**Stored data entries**
BEGIN
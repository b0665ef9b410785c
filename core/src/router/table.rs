//! Ordered route table
//!
//! Insertion order is match priority. Paths are validated once at
//! construction and the table is read-only afterwards.

use super::navigator::{RouterError, RouterResult};
use super::route::Route;
use std::collections::HashSet;

/// Ordered, immutable collection of routes
#[derive(Debug, Clone)]
pub struct RouteTable<V> {
    routes: Vec<Route<V>>,
}

impl<V> RouteTable<V> {
    /// Build a table from routes, rejecting duplicate or malformed paths
    pub fn new(routes: Vec<Route<V>>) -> RouterResult<Self> {
        let mut seen = HashSet::new();
        for route in &routes {
            if !route.path.starts_with('/') {
                return Err(RouterError::InvalidPath(route.path.clone()));
            }
            if !seen.insert(route.path.as_str()) {
                return Err(RouterError::DuplicatePath(route.path.clone()));
            }
        }

        Ok(Self { routes })
    }

    /// Start building a table
    pub fn builder() -> RouteTableBuilder<V> {
        RouteTableBuilder::new()
    }

    /// Find the first route matching `path`
    pub fn find(&self, path: &str) -> Option<&Route<V>> {
        self.routes.iter().find(|route| route.matches(path))
    }

    /// Resolve `path` to its view
    pub fn resolve(&self, path: &str) -> RouterResult<&V> {
        self.find(path)
            .map(|route| &route.view)
            .ok_or_else(|| RouterError::NotFound(path.to_string()))
    }

    /// Whether a route is registered for `path`
    pub fn contains(&self, path: &str) -> bool {
        self.find(path).is_some()
    }

    /// All routes in match order
    pub fn routes(&self) -> &[Route<V>] {
        &self.routes
    }

    /// Registered paths in match order
    pub fn paths(&self) -> impl Iterator<Item = &str> {
        self.routes.iter().map(|route| route.path.as_str())
    }

    pub fn len(&self) -> usize {
        self.routes.len()
    }

    pub fn is_empty(&self) -> bool {
        self.routes.is_empty()
    }
}

/// Builder for route tables
#[derive(Debug)]
pub struct RouteTableBuilder<V> {
    routes: Vec<Route<V>>,
}

impl<V> RouteTableBuilder<V> {
    /// Create an empty builder
    pub fn new() -> Self {
        Self { routes: Vec::new() }
    }

    /// Append a plain (path, view) route
    pub fn route(self, path: impl Into<String>, view: V) -> Self {
        self.add(Route::new(path, view))
    }

    /// Append a fully described route
    pub fn add(mut self, route: Route<V>) -> Self {
        self.routes.push(route);
        self
    }

    /// Validate and build the table
    pub fn build(self) -> RouterResult<RouteTable<V>> {
        RouteTable::new(self.routes)
    }
}

impl<V> Default for RouteTableBuilder<V> {
    fn default() -> Self {
        Self::new()
    }
}

#[cfg(test)]
mod tests {
    use super::*;

    fn sample() -> RouteTable<&'static str> {
        RouteTable::builder()
            .route("/", "start")
            .route("/home", "home")
            .route("/queens", "queens")
            .build()
            .expect("Failed to build table")
    }

    #[test]
    fn test_resolve_registered_paths() {
        let table = sample();
        assert_eq!(table.resolve("/"), Ok(&"start"));
        assert_eq!(table.resolve("/home"), Ok(&"home"));
        assert_eq!(table.resolve("/queens"), Ok(&"queens"));
        assert_eq!(table.len(), 3);
        assert_eq!(table.paths().collect::<Vec<_>>(), vec!["/", "/home", "/queens"]);
    }

    #[test]
    fn test_resolve_unknown_path() {
        let table = sample();
        assert_eq!(
            table.resolve("/unknown"),
            Err(RouterError::NotFound("/unknown".to_string()))
        );
        assert!(!table.contains("/home/"));
    }

    #[test]
    fn test_duplicate_path_rejected() {
        let result = RouteTable::builder()
            .route("/", 1)
            .route("/home", 2)
            .route("/", 3)
            .build();

        assert_eq!(
            result.map(|t| t.len()),
            Err(RouterError::DuplicatePath("/".to_string()))
        );
    }

    #[test]
    fn test_relative_path_rejected() {
        let result = RouteTable::new(vec![Route::new("home", ())]);
        assert!(matches!(result, Err(RouterError::InvalidPath(p)) if p == "home"));

        let result = RouteTable::new(vec![Route::new("", ())]);
        assert!(matches!(result, Err(RouterError::InvalidPath(_))));
    }

    #[test]
    fn test_empty_table_resolves_nothing() {
        let table: RouteTable<()> = RouteTable::builder().build().expect("empty table");
        assert!(table.is_empty());
        assert!(table.resolve("/").is_err());
    }
}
END
**WORK TO BE COMPLETED**
Output exactly the lines of the data that run from the one containing "assert!(table.is_empty());" to the very last line, and no others.

**ANSWER TO THIS TASK**
        assert!(table.is_empty());
        assert!(table.resolve("/").is_err());
    }
}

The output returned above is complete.